-- Exercise requirements --
Take each line of the records below that contains the string "StatusCode" and copy it.

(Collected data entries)
>>>

//! Health check endpoint

use axum::{extract::State, http::StatusCode, Json};
use serde::Serialize;

use crate::state::AppState;

#[derive(Serialize)]
pub struct HealthResponse {
    pub status: String,
    pub version: String,
    pub database: String,
}

/// Health check endpoint
pub async fn health(State(state): State<AppState>) -> (StatusCode, Json<HealthResponse>) {
    // Database connectivity decides overall health
    let db_healthy = sqlx::query("SELECT 1").execute(&state.pool).await.is_ok();

    let (code, status) = if db_healthy {
        (StatusCode::OK, "healthy")
    } else {
        (StatusCode::SERVICE_UNAVAILABLE, "unhealthy")
    };

    (
        code,
        Json(HealthResponse {
            status: status.to_string(),
            version: env!("CARGO_PKG_VERSION").to_string(),
            database: status.to_string(),
        }),
    )
}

<<<

-- Answer for the task --
use axum::{extract::State, http::StatusCode, Json};
pub async fn health(State(state): State<AppState>) -> (StatusCode, Json<HealthResponse>) {
        (StatusCode::OK, "healthy")
        (StatusCode::SERVICE_UNAVAILABLE, "unhealthy")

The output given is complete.